The Inhabitants
The Old Woman ran her fingertips over the dead leaves, then clenched her hand into a fist, and clawed at the drooped plants. Water dripped out of the hose on the dry ground beside her. A strong breeze rustled from beyond the garden fence. They stood in the distance. Without her glasses, they were blurry figures lurking. She crouched from view and waited. When the tall grass rustled again, she arose and was alone.
She wiped her hands on her jeans, hugged herself in the setting sun, and ran into the old farmhouse. Its weathered sides showed years of decay. Someone had padlocked the main entrance. The Old Woman hurried in through the back. Inside, the power outage continued, and the rooms reflected sallow hues in the sunset. She walked through a maze of her past life and forced shut the windows. Unwanted toys, crates of books, and garbage bags of discarded clothing guided her. Most of the furniture was gone; crusty dishes sat abandoned in the sink. A bulb in the hallway flashed as if signaling her entry. The echo of familiar giggles passed through her, and a heavy weight pressed against her chest.
Days later, they were closer, roaming the periphery of the house. Parents with two boys and a girl with hair the shades of silk straw and honey. The youngest boy sat at the mother’s jutted hip sucking his thumb. They watched their steps. The woman craned her neck from the kitchen window. When the family turned the corner, they should have been passing by but they were gone.
The Old Woman and her husband had talked about leaving the farmhouse many times. They had never quite caught up with its needs. It would force them out. Every time there was rain, the roof added another spot that needed coverage. The little ones had joined her in setting out the buckets, waste baskets, and then pots from the kitchen to catch the drips.
In the winter, they nailed blankets to the windows to trap heat from the wood stove. They drank hot tea and walked around cloaked in blankets. In summer, they slept atop thin sheets listening to the chorus of frogs and crickets outside.
Faulty wiring, blinking bulbs, and frequent power outages had been the norm. She had made a game from what they lacked. Darkness meant playing board games or telling stories under a weak flashlight. The place had never blossomed into their dream house, but it had been their home.
Outside, a new generation of frogs and crickets sang to her. Coyotes yipped and cackled for their families. The woman slept in a corner of the upstairs attic. Her only defense was two wide candlesticks with spikes. The air was heavy with unseen eyes. She held her breath at the shadows, unaware that what was around her was a trick of the darkness or a sleeping mind.
“I had a bad dream,” she heard her young son’s voice whisper in her ear. The weight grew heavier, hot tears streamed when there was no one.
Days passed with no signs of life. There was only the distant sound of sporadic passing cars. The Old Woman spent hours in the attic rifling through boxes of inherited souvenirs, baby clothes, and disintegrating construction paper crafts.
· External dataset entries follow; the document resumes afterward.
use crate::db::pool::DbPool;
use crate::errors::AppResult;
use crate::models::action::Action;
use crate::models::action_log::ActionLogEntry;
use crate::utils::time::normalize_timestamp;
use chrono::{Local, NaiveDate};
use rusqlite::{Connection, Result, Row, params};

const SELECT_ACTIONS: &str =
    "SELECT staff_id, date, action, time_stamp, device, created_by FROM action_logs";

/// Action log of one staff member on one date, in chronological order.
pub fn load_actions(
    pool: &mut DbPool,
    staff_id: &str,
    date: &NaiveDate,
) -> AppResult<Vec<ActionLogEntry>> {
    let sql = format!(
        "{SELECT_ACTIONS}
         WHERE staff_id = ?1 AND date = ?2
         ORDER BY time_stamp ASC, id ASC"
    );
    let mut stmt = pool.conn.prepare_cached(&sql)?;

    let date_str = date.format("%Y-%m-%d").to_string();
    let rows = stmt.query_map(params![staff_id, date_str], map_row)?;

    let mut out = Vec::new();
    for r in rows {
        out.push(r?);
    }
    Ok(out)
}

/// Action log of one staff member between two dates (inclusive),
/// ordered by date, then chronologically.
pub fn load_actions_in_range(
    pool: &mut DbPool,
    staff_id: &str,
    from: &NaiveDate,
    to: &NaiveDate,
) -> AppResult<Vec<ActionLogEntry>> {
    let sql = format!(
        "{SELECT_ACTIONS}
         WHERE staff_id = ?1 AND date BETWEEN ?2 AND ?3
         ORDER BY date ASC, time_stamp ASC, id ASC"
    );
    let mut stmt = pool.conn.prepare_cached(&sql)?;

    let rows = stmt.query_map(
        params![
            staff_id,
            from.format("%Y-%m-%d").to_string(),
            to.format("%Y-%m-%d").to_string()
        ],
        map_row,
    )?;

    let mut out = Vec::new();
    for r in rows {
        out.push(r?);
    }
    Ok(out)
}

/// Distinct staff ids that have at least one action logged.
pub fn staff_ids(pool: &mut DbPool) -> AppResult<Vec<String>> {
    let mut stmt = pool
        .conn
        .prepare("SELECT DISTINCT staff_id FROM action_logs ORDER BY staff_id ASC")?;

    let ids = stmt
        .query_map([], |row| row.get::<_, String>(0))?
        .collect::<Result<Vec<_>>>()?;

    Ok(ids)
}

pub fn map_row(row: &Row) -> Result<ActionLogEntry> {
    let action: String = row.get("action")?;

    Ok(ActionLogEntry {
        staff_id: row.get("staff_id")?,
        date: row.get("date")?,
        action: Action::from_db_str(&action),
        time_stamp: row.get("time_stamp")?,
        device: row.get("device")?,
        created_by: row.get("created_by")?,
    })
}

/// Store one entry. Parseable timestamps are normalized so that SQL ordering
/// on `time_stamp` is chronological; malformed ones are kept verbatim.
pub fn insert_action(conn: &Connection, entry: &ActionLogEntry, source: &str) -> AppResult<i64> {
    conn.execute(
        "INSERT INTO action_logs (staff_id, date, action, time_stamp, device, created_by, source, created_at)
         VALUES (?1, ?2, ?3, ?4, ?5, ?6, ?7, ?8)",
        params![
            entry.staff_id,
            entry.date,
            entry.action.as_str(),
            normalize_timestamp(&entry.time_stamp),
            entry.device,
            entry.created_by,
            source,
            Local::now().to_rfc3339(),
        ],
    )?;
    Ok(conn.last_insert_rowid())
}

/// Store many entries in a single transaction.
pub fn insert_actions(pool: &mut DbPool, entries: &[ActionLogEntry], source: &str) -> AppResult<usize> {
    let tx = pool.conn.transaction()?;
    for e in entries {
        insert_action(&tx, e, source)?;
    }
    tx.commit()?;
    Ok(entries.len())
}
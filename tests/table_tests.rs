use rattendlog::utils::colors::{GREEN, RESET};
use rattendlog::utils::table::{Table, strip_ansi, visible_len};

/// Display column at which `needle` starts in `line`.
fn column_of(line: &str, needle: &str) -> usize {
    let idx = line.find(needle).unwrap();
    visible_len(&line[..idx])
}

#[test]
fn wide_characters_count_double() {
    assert_eq!(visible_len("bob"), 3);
    assert_eq!(visible_len("田中"), 4);
    assert_eq!(visible_len(&format!("{GREEN}Running{RESET}")), 7);
    assert_eq!(strip_ansi(&format!("{GREEN}09:00{RESET}")), "09:00");
}

#[test]
fn columns_line_up_with_wide_cells() {
    let mut table = Table::new(&["BY", "DEV"], "-");
    table.add_row(vec!["田中".into(), "WEB".into()]);
    table.add_row(vec!["bob".into(), "IOS".into()]);

    let out = table.render();
    let lines: Vec<&str> = out.lines().collect();

    assert_eq!(lines.len(), 4);
    assert_eq!(column_of(lines[2], "WEB"), column_of(lines[3], "IOS"));
    assert_eq!(column_of(lines[0], "DEV"), column_of(lines[2], "WEB"));
    // separator spans the rendered width
    assert_eq!(lines[1], "-".repeat(8));
}

#[test]
fn coloured_cells_do_not_widen_columns() {
    let mut table = Table::new(&["IN", "X"], "=");
    table.add_row(vec![format!("{GREEN}09:00{RESET}"), "a".into()]);
    table.add_row(vec!["10:00".into(), "b".into()]);

    let out = table.render();
    let lines: Vec<&str> = out.lines().collect();
    assert_eq!(column_of(lines[2], "a"), column_of(lines[3], "b"));
    assert_eq!(column_of(lines[3], "b"), 6);
}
She sat by a panel with the outline of tiny hands, and “We love our family” scrawled on it.
The Old Woman studied a yellowed photo album when she heard the front door forced open. It had given way under someone’s weight. She put a hand over her heart. Someone had the key. They were below her.
A young child cried, and someone cooed to shush it. Young voices exclaimed at her things in the kitchen. Look at the frog planter! Look at the circle chair!
The Old Woman in the attic walked between creaking floorboards to the other side of the stairwell. A surge of tears brewed below the surface, and the pressure on her chest returned. She struggled for air and hiccupped. A female voice downstairs said, Did you hear that? Footsteps walked closer to the attic entrance. She did the same. When the Old Woman peered down, they stared at each other. The father had tired gray eyes with wrinkles from smiling, the mother held the baby, a hand on his head. The older boy and girl flanked her. The family looked through her before fading like a burned-out light bulb. Their energy crackled in the dim doorway below.
The Old Woman tried calling her husband, but he was no longer on her contact list. She dialed his number with shaking hands, but her fingers pressed the wrong ones.
They had arrived. Tires crunched on the gravel driveway; car doors closed. Again, a body forced the entryway open. Footsteps peppered the first floor. The knob at the bottom of the attic stairs rattled.
The Old Woman searched for what she could carry, like they had planned for emergencies, with only minutes to escape. She dropped the crate of albums out the back window and searched for what else she could take.
Footsteps on the attic stairs, they were coming for her. She struggled through the window, hung from its sill. They were consuming the place. The Old Woman held her breath, let go, and landed in a dead bush’s snarl of stiff, cracked branches that tore at her. The crate of albums lay splayed around her. Photos fluttered away. She grabbed the remnants of the scrapbook, clutched the falling pages to her chest, and limped toward the backfield. The tall grass scratched at her bleeding calves. She looked over her shoulder at what had been. She would go somewhere far and reconstruct it in her thoughts. She had to leave because they were home.